Locally Synthetized 17--Estradiol Reverses Amyloid--42-Induced Hippocampal Long-Term Potentiation Deficits

Amyloid beta 1-42 (A beta 42) aggregates acutely impair hippocampal long-term potentiation (LTP) of synaptic transmission, and 17 beta-estradiol is crucial for hippocampal LTP. We tested whether boosting the synthesis of neural-derived 17 beta-estradiol (nE2) saves hippocampal LTP by the neurotoxic action of A beta 42. Electrophysiological recordings were performed to measure dentate gyrus (DG) LTP in rat hippocampal slices. Using a pharmacological approach, we tested the ability of nE2 to counteract the LTP impairment caused by acute exposure to soluble A beta 42 aggregates. nE2 was found to be required for LTP in DG under physiological conditions. Blockade of steroid 5 alpha-reductase with finasteride, by increasing nE2 synthesis from testosterone (T), completely recovered LTP in slices treated with soluble A beta 42 aggregates.

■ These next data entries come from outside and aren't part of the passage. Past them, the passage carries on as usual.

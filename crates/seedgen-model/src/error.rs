use chrono::NaiveDate;
use thiserror::Error;

#[derive(Debug, Error)]
pub enum SeedgenError {
    /// A length-dependent column arrived without a usable maximum length.
    #[error(
        "column {column} ({data_type}) requires a positive character_maximum_length, found {length:?}"
    )]
    MissingLength {
        column: String,
        data_type: String,
        length: Option<i64>,
    },

    /// Every column of a row was skipped, so there is nothing to insert.
    #[error("row for [{schema}].[{table}] has no generated values")]
    EmptyRow { schema: String, table: String },

    #[error("invalid date '{value}': expected YYYY-MM-DD")]
    InvalidDate { value: String },

    #[error("invalid date range: start {start} is after end {end}")]
    InvalidDateRange { start: NaiveDate, end: NaiveDate },
}

pub type Result<T> = std::result::Result<T, SeedgenError>;
use seedgen_model::{DatabaseInfo, TableInfo, TablesInfo};

use crate::error::{IngestError, Result};

/// Restrict a metadata document to the requested tables.
///
/// With no `names`, every table in `schema` is kept (all tables when
/// `schema` is `None`). With `names`, tables are returned in the requested
/// order and each one must exist. Names compare case-insensitively, as
/// under SQL Server's default collation. Databases left without tables are
/// dropped.
pub fn select_tables(
    info: &TablesInfo,
    schema: Option<&str>,
    names: &[String],
) -> Result<TablesInfo> {
    let in_schema = |table: &TableInfo| {
        schema.is_none_or(|schema| table.table_schema.eq_ignore_ascii_case(schema))
    };

    let mut databases = Vec::new();
    let mut found = vec![false; names.len()];
    for database in &info.config {
        let tables: Vec<TableInfo> = if names.is_empty() {
            database
                .tables
                .iter()
                .filter(|table| in_schema(table))
                .cloned()
                .collect()
        } else {
            let mut selected = Vec::new();
            for (idx, name) in names.iter().enumerate() {
                if let Some(table) = database
                    .tables
                    .iter()
                    .find(|table| in_schema(table) && table.table_name.eq_ignore_ascii_case(name))
                {
                    found[idx] = true;
                    selected.push(table.clone());
                }
            }
            selected
        };
        if !tables.is_empty() {
            databases.push(DatabaseInfo {
                database: database.database.clone(),
                tables,
            });
        }
    }

    if let Some(idx) = found.iter().position(|hit| !hit) {
        return Err(IngestError::TableNotFound {
            schema: schema.unwrap_or("*").to_string(),
            table: names[idx].clone(),
        });
    }
    Ok(TablesInfo::new(databases))
}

Modulation of the glutamate N-methyl-D aspartate receptor (NMDAR) by memantine effectively rescued the LTP deficit observed in slices exposed to A beta 42, and memantine prevented LTP reduction observed under the blocking of nE2 synthesis. nE2 is able to counteract A beta 42-induced synaptic dysfunction. This effect depends on a rapid, non-genomic mechanism of action of nE2, which may share a common pathway with glutamate NMDAR signaling.